### ASSIGNED TASK
Search the data for "trees" and copy every matching line.

★ ★ ★ ★

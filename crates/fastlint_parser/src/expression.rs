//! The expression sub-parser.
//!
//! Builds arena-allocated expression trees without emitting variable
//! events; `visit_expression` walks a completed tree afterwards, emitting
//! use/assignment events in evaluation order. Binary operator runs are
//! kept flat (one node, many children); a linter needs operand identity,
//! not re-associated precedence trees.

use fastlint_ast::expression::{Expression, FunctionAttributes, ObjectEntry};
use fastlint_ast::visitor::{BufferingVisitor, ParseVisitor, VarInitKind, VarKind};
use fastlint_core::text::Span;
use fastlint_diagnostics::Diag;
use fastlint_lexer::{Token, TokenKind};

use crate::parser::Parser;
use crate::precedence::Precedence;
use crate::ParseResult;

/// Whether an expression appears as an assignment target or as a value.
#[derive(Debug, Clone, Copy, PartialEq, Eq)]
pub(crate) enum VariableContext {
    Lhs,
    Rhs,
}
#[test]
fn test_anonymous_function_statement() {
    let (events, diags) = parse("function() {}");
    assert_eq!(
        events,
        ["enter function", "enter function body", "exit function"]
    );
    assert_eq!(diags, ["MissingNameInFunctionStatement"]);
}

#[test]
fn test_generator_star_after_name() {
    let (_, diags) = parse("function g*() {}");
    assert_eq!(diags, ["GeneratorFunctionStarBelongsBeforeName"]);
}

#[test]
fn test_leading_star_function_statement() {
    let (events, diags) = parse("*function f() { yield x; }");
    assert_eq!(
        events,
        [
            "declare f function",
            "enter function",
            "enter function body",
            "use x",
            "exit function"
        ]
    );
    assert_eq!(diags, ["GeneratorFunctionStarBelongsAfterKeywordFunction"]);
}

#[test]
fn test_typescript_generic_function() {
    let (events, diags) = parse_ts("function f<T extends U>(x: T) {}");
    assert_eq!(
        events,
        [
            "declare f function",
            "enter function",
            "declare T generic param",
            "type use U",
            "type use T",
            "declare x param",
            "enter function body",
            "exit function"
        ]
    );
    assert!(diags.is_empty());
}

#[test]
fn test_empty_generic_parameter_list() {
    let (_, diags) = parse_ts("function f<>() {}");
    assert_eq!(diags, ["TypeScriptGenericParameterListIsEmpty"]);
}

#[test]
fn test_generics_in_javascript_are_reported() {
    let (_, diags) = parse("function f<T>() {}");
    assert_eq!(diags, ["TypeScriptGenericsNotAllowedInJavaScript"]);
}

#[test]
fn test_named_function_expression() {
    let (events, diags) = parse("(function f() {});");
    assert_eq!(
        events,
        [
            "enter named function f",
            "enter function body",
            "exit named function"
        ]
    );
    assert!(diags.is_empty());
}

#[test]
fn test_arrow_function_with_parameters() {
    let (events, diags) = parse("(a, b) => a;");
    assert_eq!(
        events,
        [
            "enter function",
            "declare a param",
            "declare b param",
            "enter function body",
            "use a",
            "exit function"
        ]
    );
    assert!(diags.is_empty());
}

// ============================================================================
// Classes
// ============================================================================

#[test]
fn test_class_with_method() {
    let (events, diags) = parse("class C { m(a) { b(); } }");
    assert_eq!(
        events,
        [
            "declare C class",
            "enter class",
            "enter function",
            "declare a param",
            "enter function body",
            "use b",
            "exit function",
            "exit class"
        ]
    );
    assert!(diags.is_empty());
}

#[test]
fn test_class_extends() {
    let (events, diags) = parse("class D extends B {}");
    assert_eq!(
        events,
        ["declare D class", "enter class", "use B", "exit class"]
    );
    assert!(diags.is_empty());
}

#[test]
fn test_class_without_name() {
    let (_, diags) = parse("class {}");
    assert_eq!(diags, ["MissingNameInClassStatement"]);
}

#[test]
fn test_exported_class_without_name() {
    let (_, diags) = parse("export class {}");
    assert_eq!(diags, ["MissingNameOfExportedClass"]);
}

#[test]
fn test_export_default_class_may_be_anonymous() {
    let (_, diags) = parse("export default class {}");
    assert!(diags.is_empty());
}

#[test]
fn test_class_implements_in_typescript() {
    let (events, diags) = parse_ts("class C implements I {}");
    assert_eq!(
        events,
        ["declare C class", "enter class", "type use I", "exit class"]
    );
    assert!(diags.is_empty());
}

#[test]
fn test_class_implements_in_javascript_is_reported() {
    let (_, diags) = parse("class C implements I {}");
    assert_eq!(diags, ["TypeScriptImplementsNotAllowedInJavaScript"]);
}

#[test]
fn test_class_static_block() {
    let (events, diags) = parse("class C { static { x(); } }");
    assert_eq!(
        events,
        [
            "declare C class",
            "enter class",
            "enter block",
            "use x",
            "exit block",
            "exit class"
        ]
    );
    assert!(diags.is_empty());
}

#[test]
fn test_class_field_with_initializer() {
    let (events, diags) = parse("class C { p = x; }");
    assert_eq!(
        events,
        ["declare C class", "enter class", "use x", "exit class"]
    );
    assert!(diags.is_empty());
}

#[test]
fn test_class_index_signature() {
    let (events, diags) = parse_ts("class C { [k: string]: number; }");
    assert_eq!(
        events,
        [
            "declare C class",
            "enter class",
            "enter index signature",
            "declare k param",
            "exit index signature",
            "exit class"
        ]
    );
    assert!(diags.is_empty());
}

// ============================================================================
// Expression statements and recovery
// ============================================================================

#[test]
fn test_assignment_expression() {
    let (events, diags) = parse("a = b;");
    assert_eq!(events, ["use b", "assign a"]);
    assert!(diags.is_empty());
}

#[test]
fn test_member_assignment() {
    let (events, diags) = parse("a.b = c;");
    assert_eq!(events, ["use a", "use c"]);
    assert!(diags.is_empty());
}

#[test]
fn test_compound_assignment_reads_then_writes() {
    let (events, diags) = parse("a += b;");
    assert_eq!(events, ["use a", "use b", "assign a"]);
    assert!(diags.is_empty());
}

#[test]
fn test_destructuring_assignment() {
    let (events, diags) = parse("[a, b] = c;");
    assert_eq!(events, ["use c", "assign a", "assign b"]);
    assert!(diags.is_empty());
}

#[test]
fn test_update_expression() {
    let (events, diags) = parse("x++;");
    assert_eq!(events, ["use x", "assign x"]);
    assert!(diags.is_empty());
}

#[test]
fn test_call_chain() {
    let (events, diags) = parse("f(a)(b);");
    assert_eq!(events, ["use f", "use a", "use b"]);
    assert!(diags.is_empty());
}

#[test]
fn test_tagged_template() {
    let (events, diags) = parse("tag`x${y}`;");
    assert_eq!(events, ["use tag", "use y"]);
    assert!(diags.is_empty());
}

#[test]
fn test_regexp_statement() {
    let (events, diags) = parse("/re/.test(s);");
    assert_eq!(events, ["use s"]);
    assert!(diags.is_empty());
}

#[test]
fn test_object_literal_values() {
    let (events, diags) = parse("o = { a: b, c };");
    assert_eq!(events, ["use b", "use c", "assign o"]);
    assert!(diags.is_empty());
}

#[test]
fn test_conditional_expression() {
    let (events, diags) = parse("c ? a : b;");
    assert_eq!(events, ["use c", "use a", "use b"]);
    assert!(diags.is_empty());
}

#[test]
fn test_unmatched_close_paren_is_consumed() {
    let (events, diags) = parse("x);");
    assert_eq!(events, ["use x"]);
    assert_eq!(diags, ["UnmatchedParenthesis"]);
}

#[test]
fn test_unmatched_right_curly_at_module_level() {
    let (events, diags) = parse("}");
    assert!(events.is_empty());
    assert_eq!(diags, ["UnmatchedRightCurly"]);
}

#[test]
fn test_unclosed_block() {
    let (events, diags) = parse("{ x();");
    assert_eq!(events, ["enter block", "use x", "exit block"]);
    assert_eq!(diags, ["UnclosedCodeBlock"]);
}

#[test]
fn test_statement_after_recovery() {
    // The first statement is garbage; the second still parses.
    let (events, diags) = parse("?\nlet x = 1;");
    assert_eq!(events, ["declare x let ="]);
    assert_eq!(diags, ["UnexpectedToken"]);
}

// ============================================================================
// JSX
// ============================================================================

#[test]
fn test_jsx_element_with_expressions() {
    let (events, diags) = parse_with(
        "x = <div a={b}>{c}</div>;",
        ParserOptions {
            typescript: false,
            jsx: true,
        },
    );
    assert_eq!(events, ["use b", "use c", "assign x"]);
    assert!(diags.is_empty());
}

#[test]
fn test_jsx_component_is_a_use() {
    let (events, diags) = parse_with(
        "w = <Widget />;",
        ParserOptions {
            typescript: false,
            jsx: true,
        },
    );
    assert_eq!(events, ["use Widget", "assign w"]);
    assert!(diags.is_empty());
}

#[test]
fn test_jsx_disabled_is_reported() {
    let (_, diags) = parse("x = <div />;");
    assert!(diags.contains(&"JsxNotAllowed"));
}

★ ★ ★ ★

### TASK OUTPUT
//! Builds arena-allocated expression trees without emitting variable
//! not re-associated precedence trees.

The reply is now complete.